On Thursday, Moderna asked U.S. regulators to authorize low doses of its COVID-19 vaccine for children younger than 6, a long-awaited move toward potentially opening shots for millions of tots by summer, according to The Associated Press.
"Frustrated families are waiting impatiently for a chance to protect the nation’s littlest kids as all around them people shed masks and other public health precautions -- even though highly contagious coronavirus mutants continue to spread," writes Lauran Neergaard for AP.
Moderna seeks to be 1st with COVID shots for littlest kids (Lauran Neergaard - AP)
"Less-than-ideal clinical trial results and growing backlash against children's vaccinations writ large have complicated what was already a delicate decision-making process," writes Caitlin Owens for Axios.

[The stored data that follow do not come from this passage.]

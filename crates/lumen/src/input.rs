use std::collections::HashMap;
use std::fs;
use std::path::Path;

use anyhow::{bail, Context, Result};
use lumen_core::{MidiBlock, MidiNote};
use midly::{MetaMessage, MidiMessage, Smf, Timing, TrackEventKind};

/// Note data read from disk, plus the tempo the file asked for (if any).
#[derive(Debug, Clone, PartialEq)]
pub struct LoadedInput {
    pub blocks: Vec<MidiBlock>,
    pub bpm: Option<f64>,
}

impl LoadedInput {
    /// Beat at which the last block ends.
    pub fn end_beat(&self) -> f64 {
        self.blocks.iter().map(|b| b.end_beat).fold(0.0, f64::max)
    }
}

/// Load a JSON array of blocks, or a Standard MIDI File when the extension
/// is `.mid`/`.midi`.
pub fn load(path: &Path) -> Result<LoadedInput> {
    let is_smf = path
        .extension()
        .and_then(|e| e.to_str())
        .map(|e| e.eq_ignore_ascii_case("mid") || e.eq_ignore_ascii_case("midi"))
        .unwrap_or(false);

    if is_smf {
        let bytes =
            fs::read(path).with_context(|| format!("Failed to read {}", path.display()))?;
        let id = path
            .file_stem()
            .and_then(|s| s.to_str())
            .unwrap_or("midi")
            .to_string();
        smf_to_input(&id, &bytes)
            .with_context(|| format!("Failed to convert {}", path.display()))
    } else {
        let content = fs::read_to_string(path)
            .with_context(|| format!("Failed to read {}", path.display()))?;
        let blocks: Vec<MidiBlock> = serde_json::from_str(&content)
            .with_context(|| format!("Failed to parse blocks in {}", path.display()))?;
        Ok(LoadedInput { blocks, bpm: None })
    }
}

/// Flatten every track of a metrical SMF into one block starting at beat 0.
pub fn smf_to_input(id: &str, bytes: &[u8]) -> Result<LoadedInput> {
    let smf = Smf::parse(bytes).context("Invalid MIDI file")?;
    let ticks_per_beat = match smf.header.timing {
        Timing::Metrical(tpq) => tpq.as_int() as f64,
        Timing::Timecode(..) => bail!("SMPTE timecode MIDI files are not supported"),
    };
    if ticks_per_beat <= 0.0 {
        bail!("MIDI file has zero ticks per beat");
    }

    let mut notes = Vec::new();
    let mut bpm = None;
    let beat = |tick: u64| tick as f64 / ticks_per_beat;

    for (track_index, track) in smf.tracks.iter().enumerate() {
        // (channel, key) -> (start tick, velocity)
        let mut held: HashMap<(u8, u8), (u64, u8)> = HashMap::new();
        let mut tick: u64 = 0;

        for event in track {
            tick += event.delta.as_int() as u64;
            match event.kind {
                TrackEventKind::Midi { channel, message } => {
                    let channel = channel.as_int();
                    match message {
                        MidiMessage::NoteOn { key, vel } if vel.as_int() > 0 => {
                            let key = key.as_int();
                            // Retriggering a held key closes the previous note first.
                            let previous = held.insert((channel, key), (tick, vel.as_int()));
                            if let Some((start, velocity)) = previous {
                                let id = note_id(track_index, notes.len());
                                notes.push(note(id, beat(start), beat(tick), key, velocity));
                            }
                        }
                        MidiMessage::NoteOn { key, .. } | MidiMessage::NoteOff { key, .. } => {
                            let key = key.as_int();
                            if let Some((start, velocity)) = held.remove(&(channel, key)) {
                                let id = note_id(track_index, notes.len());
                                notes.push(note(id, beat(start), beat(tick), key, velocity));
                            }
                        }
                        _ => {}
                    }
                }
                TrackEventKind::Meta(MetaMessage::Tempo(tempo)) if bpm.is_none() => {
                    let micros = tempo.as_int();
                    if micros > 0 {
                        bpm = Some(60_000_000.0 / micros as f64);
                    }
                }
                _ => {}
            }
        }

        let mut dangling: Vec<_> = held.into_iter().collect();
        dangling.sort_by_key(|&((channel, key), (start, _))| (start, channel, key));
        for ((_, key), (start, velocity)) in dangling {
            log::warn!(
                "Note {} in track {} never released, ending it at the end of the track",
                key,
                track_index
            );
            let id = note_id(track_index, notes.len());
            notes.push(note(id, beat(start), beat(tick), key, velocity));
        }
    }

    notes.sort_by(|a, b| a.start_beat.total_cmp(&b.start_beat).then(a.pitch.cmp(&b.pitch)));
    let end_beat = notes
        .iter()
        .map(|n| n.start_beat + n.duration)
        .fold(0.0, f64::max);

    log::info!("Loaded {} note(s) from MIDI file '{}'", notes.len(), id);
    Ok(LoadedInput {
        blocks: vec![MidiBlock::new(id, 0.0, end_beat, notes)],
        bpm,
    })
}

fn note_id(track: usize, index: usize) -> String {
    format!("t{}-n{}", track, index)
}

fn note(id: String, start_beat: f64, end_beat: f64, key: u8, velocity: u8) -> MidiNote {
    MidiNote::new(id, start_beat, (end_beat - start_beat).max(0.0), key, velocity)
}

#[cfg(test)]
mod tests {
    use midly::num::{u15, u24, u28, u4, u7};
    use midly::{Format, Header, Track, TrackEvent};
    use tempfile::TempDir;

    use super::*;

    fn event(delta: u32, kind: TrackEventKind<'static>) -> TrackEvent<'static> {
        TrackEvent {
            delta: u28::new(delta),
            kind,
        }
    }

    fn note_on(key: u8, vel: u8) -> TrackEventKind<'static> {
        TrackEventKind::Midi {
            channel: u4::new(0),
            message: MidiMessage::NoteOn {
                key: u7::new(key),
                vel: u7::new(vel),
            },
        }
    }

    fn note_off(key: u8) -> TrackEventKind<'static> {
        TrackEventKind::Midi {
            channel: u4::new(0),
            message: MidiMessage::NoteOff {
                key: u7::new(key),
                vel: u7::new(0),
            },
        }
    }

    fn smf_bytes() -> Vec<u8> {
        let mut smf = Smf::new(Header::new(Format::SingleTrack, Timing::Metrical(u15::new(480))));
        let track: Track<'static> = vec![
            // 100 bpm
            event(0, TrackEventKind::Meta(MetaMessage::Tempo(u24::new(600_000)))),
            event(0, note_on(60, 100)),
            event(480, note_off(60)),
            event(240, note_on(64, 90)),
            // Zero-velocity note-on is a release
            event(240, note_on(64, 0)),
            event(0, note_on(67, 70)),
            event(960, TrackEventKind::Meta(MetaMessage::EndOfTrack)),
        ];
        smf.tracks.push(track);
        let mut bytes = Vec::new();
        smf.write(&mut bytes).unwrap();
        bytes
    }

    #[test]
    fn test_smf_becomes_one_block() {
        let input = smf_to_input("song", &smf_bytes()).unwrap();
        assert_eq!(input.bpm, Some(100.0));
        assert_eq!(input.blocks.len(), 1);

        let block = &input.blocks[0];
        assert_eq!(block.id, "song");
        let summary: Vec<_> = block
            .notes
            .iter()
            .map(|n| (n.pitch, n.velocity, n.start_beat, n.duration))
            .collect();
        assert_eq!(
            summary,
            vec![(60, 100, 0.0, 1.0), (64, 90, 1.5, 0.5), (67, 70, 2.0, 2.0)]
        );
        assert_eq!(block.end_beat, 4.0);
        assert_eq!(input.end_beat(), 4.0);
    }

    #[test]
    fn test_loads_json_and_midi_files() {
        let dir = TempDir::new().unwrap();

        let json_path = dir.path().join("notes.json");
        fs::write(
            &json_path,
            r#"[{
                "id": "b1",
                "startBeat": 0,
                "endBeat": 8,
                "notes": [{"id": "n1", "startBeat": 1, "duration": 2, "velocity": 90, "pitch": 62}]
            }]"#,
        )
        .unwrap();
        let from_json = load(&json_path).unwrap();
        assert_eq!(from_json.bpm, None);
        assert_eq!(from_json.blocks[0].notes[0], MidiNote::new("n1", 1.0, 2.0, 62, 90));

        let midi_path = dir.path().join("take.MID");
        fs::write(&midi_path, smf_bytes()).unwrap();
        let from_midi = load(&midi_path).unwrap();
        assert_eq!(from_midi.blocks[0].id, "take");
        assert_eq!(from_midi.blocks[0].notes.len(), 3);
    }

    #[test]
    fn test_bad_input_is_an_error() {
        let dir = TempDir::new().unwrap();
        let path = dir.path().join("broken.json");
        fs::write(&path, "{").unwrap();
        assert!(load(&path).is_err());
        assert!(smf_to_input("x", b"not midi").is_err());
        assert!(load(&dir.path().join("missing.mid")).is_err());
    }
}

"Moving quickly to authorize the shots for young children carries risks for regulators because dosing recommendations could still change, undermining vaccine confidence. But moving with extra caution further delays long-awaited protection against the virus for this youngest age group," according to Axios.
The high-stakes push to get COVID vaccines to young children (Caitlin Owens - Axios)
"The Food and Drug Administration is expected to convene a public meeting of a panel of outside vaccine advisers within weeks to consider Moderna’s request," reports The Wall Street Journal. "An FDA official said at a recent congressional hearing the agency would move quickly once it had a completed application, and would release a schedule for advisory panel meetings within the next week."
Moderna Asks FDA to Clear Its Covid-19 Vaccine for Young Children (Peter Loftus - The Wall Street Journal)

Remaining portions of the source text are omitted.